## Exercise prompt
The records below must be copied in full, exactly as they read.

## Material shown
================================

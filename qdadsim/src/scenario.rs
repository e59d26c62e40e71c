//! Scenario builder for setting up and running simulations.

use hashbrown::HashMap;
use qdad::{Address, Duration, Timestamp};

use crate::event::{ScenarioAction, SimId};
use crate::metrics::SimulationResult;
use crate::sim::Simulator;
use crate::topology::Topology;

/// Type of topology to generate.
#[derive(Debug, Clone)]
enum TopologyType {
    FullyConnected,
    Chain,
    /// First node is the hub.
    Star,
    UnitDisk { radius: f64 },
    UnitDiskAdaptive,
    Custom(Topology),
}

/// How a node starts out.
#[derive(Debug, Clone)]
enum NodeSetup {
    /// No address, all randomness from the seed.
    Fresh,
    /// No address, first random draws taken from the script.
    Scripted(Vec<u64>),
    /// Already holds the address.
    Settled(Address),
}

/// Builder for simulation scenarios.
///
/// Node `i` gets `SimId` `i` and seed `seed + i * 1000`. Unless told
/// otherwise a node starts without an address and the nodes form a full
/// mesh.
pub struct ScenarioBuilder {
    num_nodes: usize,
    seed: u64,
    topology_type: TopologyType,
    loss_rate: f64,
    delay: Duration,
    setups: HashMap<usize, NodeSetup>,
    actions: Vec<(Timestamp, ScenarioAction)>,
    snapshot_interval: Option<Duration>,
}

impl Default for ScenarioBuilder {
    fn default() -> Self {
        Self::new(0)
    }
}

impl ScenarioBuilder {
    pub fn new(num_nodes: usize) -> Self {
        Self {
            num_nodes,
            seed: 42,
            topology_type: TopologyType::FullyConnected,
            loss_rate: 0.0,
            delay: Duration::from_millis(1),
            setups: HashMap::new(),
            actions: Vec::new(),
            snapshot_interval: None,
        }
    }

    /// Set the RNG seed for deterministic simulation.
    pub fn with_seed(mut self, seed: u64) -> Self {
        self.seed = seed;
        self
    }

    /// Use a hand-built topology over ids `0..num_nodes`.
    pub fn topology(mut self, topo: Topology) -> Self {
        self.topology_type = TopologyType::Custom(topo);
        self
    }

    pub fn fully_connected(mut self) -> Self {
        self.topology_type = TopologyType::FullyConnected;
        self
    }

    /// Line topology: node `i` only hears `i - 1` and `i + 1`.
    pub fn chain_topology(mut self) -> Self {
        self.topology_type = TopologyType::Chain;
        self
    }

    pub fn star_topology(mut self) -> Self {
        self.topology_type = TopologyType::Star;
        self
    }

    /// Seeded unit-disk graph; see [`Topology::unit_disk`].
    pub fn unit_disk(mut self, radius: f64) -> Self {
        self.topology_type = TopologyType::UnitDisk { radius };
        self
    }

    pub fn unit_disk_adaptive(mut self) -> Self {
        self.topology_type = TopologyType::UnitDiskAdaptive;
        self
    }

    /// Set global packet loss rate.
    pub fn with_loss_rate(mut self, rate: f64) -> Self {
        self.loss_rate = rate.clamp(0.0, 1.0);
        self
    }

    /// Set one-hop delay on every link.
    pub fn with_delay(mut self, delay: Duration) -> Self {
        self.delay = delay;
        self
    }

    /// Node `index` starts in Normal holding `address`.
    pub fn with_committed(mut self, index: usize, address: Address) -> Self {
        self.setups.insert(index, NodeSetup::Settled(address));
        self
    }

    /// Node `index` draws its tentative address, then its start jitter (in
    /// ms), and so on, from `values` before falling back to its seed.
    pub fn with_scripted_random(mut self, index: usize, values: Vec<u64>) -> Self {
        self.setups.insert(index, NodeSetup::Scripted(values));
        self
    }

    pub fn with_snapshot_interval(mut self, interval: Duration) -> Self {
        self.snapshot_interval = Some(interval);
        self
    }

    /// Split the mesh into isolated groups of node indices at `time`.
    pub fn partition_at(mut self, time: Timestamp, groups: Vec<Vec<usize>>) -> Self {
        self.actions
            .push((time, ScenarioAction::Partition { groups }));
        self
    }

    pub fn heal_at(mut self, time: Timestamp) -> Self {
        self.actions.push((time, ScenarioAction::HealPartition));
        self
    }

    pub fn disable_link_at(mut self, time: Timestamp, a: usize, b: usize) -> Self {
        self.actions.push((time, ScenarioAction::DisableLink { a, b }));
        self
    }

    pub fn snapshot_at(mut self, time: Timestamp) -> Self {
        self.actions.push((time, ScenarioAction::TakeSnapshot));
        self
    }

    /// Build the simulator with all nodes and topology.
    pub fn build(mut self) -> (Simulator, Vec<SimId>) {
        let mut sim = Simulator::new(self.seed);
        if let Some(interval) = self.snapshot_interval {
            sim = sim.with_snapshot_interval(interval);
        }

        let ids: Vec<SimId> = (0..self.num_nodes).collect();
        let mut topo = match self.topology_type {
            TopologyType::FullyConnected => Topology::fully_connected(&ids),
            TopologyType::Chain => Topology::chain(&ids),
            TopologyType::Star => Topology::star(&ids),
            TopologyType::UnitDisk { radius } => Topology::unit_disk(&ids, self.seed, radius),
            TopologyType::UnitDiskAdaptive => Topology::unit_disk_adaptive(&ids, self.seed),
            TopologyType::Custom(t) => t,
        };
        if self.loss_rate > 0.0 {
            topo.set_global_loss_rate(self.loss_rate);
        }
        topo.set_global_delay(self.delay);
        sim = sim.with_topology(topo);

        for i in 0..self.num_nodes {
            let seed = self.seed.wrapping_add(i as u64 * 1000);
            let id = match self.setups.remove(&i).unwrap_or(NodeSetup::Fresh) {
                NodeSetup::Fresh => sim.add_node(seed),
                NodeSetup::Scripted(values) => sim.add_scripted_node(seed, values),
                NodeSetup::Settled(address) => sim.add_settled_node(seed, address),
            };
            debug_assert_eq!(id, i);
        }

        for (time, action) in self.actions {
            sim.schedule_action(time, action);
        }

        (sim, ids)
    }

    /// Build and run for the specified duration.
    pub fn run_for(self, duration: Duration) -> (Simulator, SimulationResult) {
        let (mut sim, _) = self.build();
        let result = sim.run_for(duration);
        (sim, result)
    }

    /// Build and run until the specified time.
    pub fn run_until(self, time: Timestamp) -> (Simulator, SimulationResult) {
        let (mut sim, _) = self.build();
        let result = sim.run_until(time);
        (sim, result)
    }
}

#[cfg(test)]
mod tests {
    use qdad::NodeState;

    use super::*;

    #[test]
    fn test_build_applies_setups() {
        let (sim, ids) = ScenarioBuilder::new(3)
            .chain_topology()
            .with_committed(1, Address::new(4, 4))
            .with_delay(Duration::from_millis(5))
            .build();

        assert_eq!(ids, [0, 1, 2]);
        assert_eq!(sim.node(0).map(|n| n.state()), Some(NodeState::NoAddress));
        assert_eq!(
            sim.node(1).and_then(|n| n.committed_address()),
            Some(Address::new(4, 4))
        );
        assert!(!sim.topology().is_connected(0, 2));
        assert_eq!(
            sim.topology().get_link(1, 2).map(|l| l.delay),
            Some(Duration::from_millis(5))
        );
    }

    #[test]
    fn test_same_seed_same_outcome() {
        let run = || {
            let (_, result) = ScenarioBuilder::new(6)
                .with_seed(7)
                .chain_topology()
                .run_for(Duration::from_secs(15));
            (0..6)
                .map(|i| result.committed_address(i))
                .collect::<Vec<_>>()
        };
        assert_eq!(run(), run());
    }

    #[test]
    fn test_partition_by_index() {
        let (sim, _) = ScenarioBuilder::new(4)
            .partition_at(Timestamp::from_millis(10), vec![vec![0, 1], vec![2, 3]])
            .heal_at(Timestamp::from_millis(20))
            .run_until(Timestamp::from_millis(15));

        assert!(sim.topology().is_connected(0, 1));
        assert!(!sim.topology().is_connected(1, 2));
    }
}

================================

## Solved exercise
filename qdadsim/src/scenario.rs
repository e59d26c62e40e71c
//! Scenario builder for setting up and running simulations.

use hashbrown::HashMap;
use qdad::{Address, Duration, Timestamp};

use crate::event::{ScenarioAction, SimId};
use crate::metrics::SimulationResult;
use crate::sim::Simulator;
use crate::topology::Topology;

/// Type of topology to generate.
#[derive(Debug, Clone)]
enum TopologyType {
    FullyConnected,
    Chain,
    /// First node is the hub.
    Star,
    UnitDisk { radius: f64 },
    UnitDiskAdaptive,
    Custom(Topology),
}

/// How a node starts out.
#[derive(Debug, Clone)]
enum NodeSetup {
    /// No address, all randomness from the seed.
    Fresh,
    /// No address, first random draws taken from the script.
    Scripted(Vec<u64>),
    /// Already holds the address.
    Settled(Address),
}

/// Builder for simulation scenarios.
///
/// Node `i` gets `SimId` `i` and seed `seed + i * 1000`. Unless told
/// otherwise a node starts without an address and the nodes form a full
/// mesh.
pub struct ScenarioBuilder {
    num_nodes: usize,
    seed: u64,
    topology_type: TopologyType,
    loss_rate: f64,
    delay: Duration,
    setups: HashMap<usize, NodeSetup>,
    actions: Vec<(Timestamp, ScenarioAction)>,
    snapshot_interval: Option<Duration>,
}

impl Default for ScenarioBuilder {
    fn default() -> Self {
        Self::new(0)
    }
}

impl ScenarioBuilder {
    pub fn new(num_nodes: usize) -> Self {
        Self {
            num_nodes,
            seed: 42,
            topology_type: TopologyType::FullyConnected,
            loss_rate: 0.0,
            delay: Duration::from_millis(1),
            setups: HashMap::new(),
            actions: Vec::new(),
            snapshot_interval: None,
        }
    }

    /// Set the RNG seed for deterministic simulation.
    pub fn with_seed(mut self, seed: u64) -> Self {
        self.seed = seed;
        self
    }

    /// Use a hand-built topology over ids `0..num_nodes`.
    pub fn topology(mut self, topo: Topology) -> Self {
        self.topology_type = TopologyType::Custom(topo);
        self
    }

    pub fn fully_connected(mut self) -> Self {
        self.topology_type = TopologyType::FullyConnected;
        self
    }

    /// Line topology: node `i` only hears `i - 1` and `i + 1`.
    pub fn chain_topology(mut self) -> Self {
        self.topology_type = TopologyType::Chain;
        self
    }

    pub fn star_topology(mut self) -> Self {
        self.topology_type = TopologyType::Star;
        self
    }

    /// Seeded unit-disk graph; see [`Topology::unit_disk`].
    pub fn unit_disk(mut self, radius: f64) -> Self {
        self.topology_type = TopologyType::UnitDisk { radius };
        self
    }

    pub fn unit_disk_adaptive(mut self) -> Self {
        self.topology_type = TopologyType::UnitDiskAdaptive;
        self
    }

    /// Set global packet loss rate.
    pub fn with_loss_rate(mut self, rate: f64) -> Self {
        self.loss_rate = rate.clamp(0.0, 1.0);
        self
    }

    /// Set one-hop delay on every link.
    pub fn with_delay(mut self, delay: Duration) -> Self {
        self.delay = delay;
        self
    }

    /// Node `index` starts in Normal holding `address`.
    pub fn with_committed(mut self, index: usize, address: Address) -> Self {
        self.setups.insert(index, NodeSetup::Settled(address));
        self
    }

    /// Node `index` draws its tentative address, then its start jitter (in
    /// ms), and so on, from `values` before falling back to its seed.
    pub fn with_scripted_random(mut self, index: usize, values: Vec<u64>) -> Self {
        self.setups.insert(index, NodeSetup::Scripted(values));
        self
    }

    pub fn with_snapshot_interval(mut self, interval: Duration) -> Self {
        self.snapshot_interval = Some(interval);
        self
    }

    /// Split the mesh into isolated groups of node indices at `time`.
    pub fn partition_at(mut self, time: Timestamp, groups: Vec<Vec<usize>>) -> Self {
        self.actions
            .push((time, ScenarioAction::Partition { groups }));
        self
    }

    pub fn heal_at(mut self, time: Timestamp) -> Self {
        self.actions.push((time, ScenarioAction::HealPartition));
        self
    }

    pub fn disable_link_at(mut self, time: Timestamp, a: usize, b: usize) -> Self {
        self.actions.push((time, ScenarioAction::DisableLink { a, b }));
        self
    }

    pub fn snapshot_at(mut self, time: Timestamp) -> Self {
        self.actions.push((time, ScenarioAction::TakeSnapshot));
        self
    }

    /// Build the simulator with all nodes and topology.
    pub fn build(mut self) -> (Simulator, Vec<SimId>) {
        let mut sim = Simulator::new(self.seed);
        if let Some(interval) = self.snapshot_interval {
            sim = sim.with_snapshot_interval(interval);
        }

        let ids: Vec<SimId> = (0..self.num_nodes).collect();
        let mut topo = match self.topology_type {
            TopologyType::FullyConnected => Topology::fully_connected(&ids),
            TopologyType::Chain => Topology::chain(&ids),
            TopologyType::Star => Topology::star(&ids),
            TopologyType::UnitDisk { radius } => Topology::unit_disk(&ids, self.seed, radius),
            TopologyType::UnitDiskAdaptive => Topology::unit_disk_adaptive(&ids, self.seed),
            TopologyType::Custom(t) => t,
        };
        if self.loss_rate > 0.0 {
            topo.set_global_loss_rate(self.loss_rate);
        }
        topo.set_global_delay(self.delay);
        sim = sim.with_topology(topo);

        for i in 0..self.num_nodes {
            let seed = self.seed.wrapping_add(i as u64 * 1000);
            let id = match self.setups.remove(&i).unwrap_or(NodeSetup::Fresh) {
                NodeSetup::Fresh => sim.add_node(seed),
                NodeSetup::Scripted(values) => sim.add_scripted_node(seed, values),
                NodeSetup::Settled(address) => sim.add_settled_node(seed, address),
            };
            debug_assert_eq!(id, i);
        }

        for (time, action) in self.actions {
            sim.schedule_action(time, action);
        }

        (sim, ids)
    }

    /// Build and run for the specified duration.
    pub fn run_for(self, duration: Duration) -> (Simulator, SimulationResult) {
        let (mut sim, _) = self.build();
        let result = sim.run_for(duration);
        (sim, result)
    }

    /// Build and run until the specified time.
    pub fn run_until(self, time: Timestamp) -> (Simulator, SimulationResult) {
        let (mut sim, _) = self.build();
        let result = sim.run_until(time);
        (sim, result)
    }
}

#[cfg(test)]
mod tests {
    use qdad::NodeState;

    use super::*;

    #[test]
    fn test_build_applies_setups() {
        let (sim, ids) = ScenarioBuilder::new(3)
            .chain_topology()
            .with_committed(1, Address::new(4, 4))
            .with_delay(Duration::from_millis(5))
            .build();

        assert_eq!(ids, [0, 1, 2]);
        assert_eq!(sim.node(0).map(|n| n.state()), Some(NodeState::NoAddress));
        assert_eq!(
            sim.node(1).and_then(|n| n.committed_address()),
            Some(Address::new(4, 4))
        );
        assert!(!sim.topology().is_connected(0, 2));
        assert_eq!(
            sim.topology().get_link(1, 2).map(|l| l.delay),
            Some(Duration::from_millis(5))
        );
    }

    #[test]
    fn test_same_seed_same_outcome() {
        let run = || {
            let (_, result) = ScenarioBuilder::new(6)
                .with_seed(7)
                .chain_topology()
                .run_for(Duration::from_secs(15));
            (0..6)
                .map(|i| result.committed_address(i))
                .collect::<Vec<_>>()
        };
        assert_eq!(run(), run());
    }

    #[test]
    fn test_partition_by_index() {
        let (sim, _) = ScenarioBuilder::new(4)
            .partition_at(Timestamp::from_millis(10), vec![vec![0, 1], vec![2, 3]])
            .heal_at(Timestamp::from_millis(20))
            .run_until(Timestamp::from_millis(15));

        assert!(sim.topology().is_connected(0, 1));
        assert!(!sim.topology().is_connected(1, 2));
    }
}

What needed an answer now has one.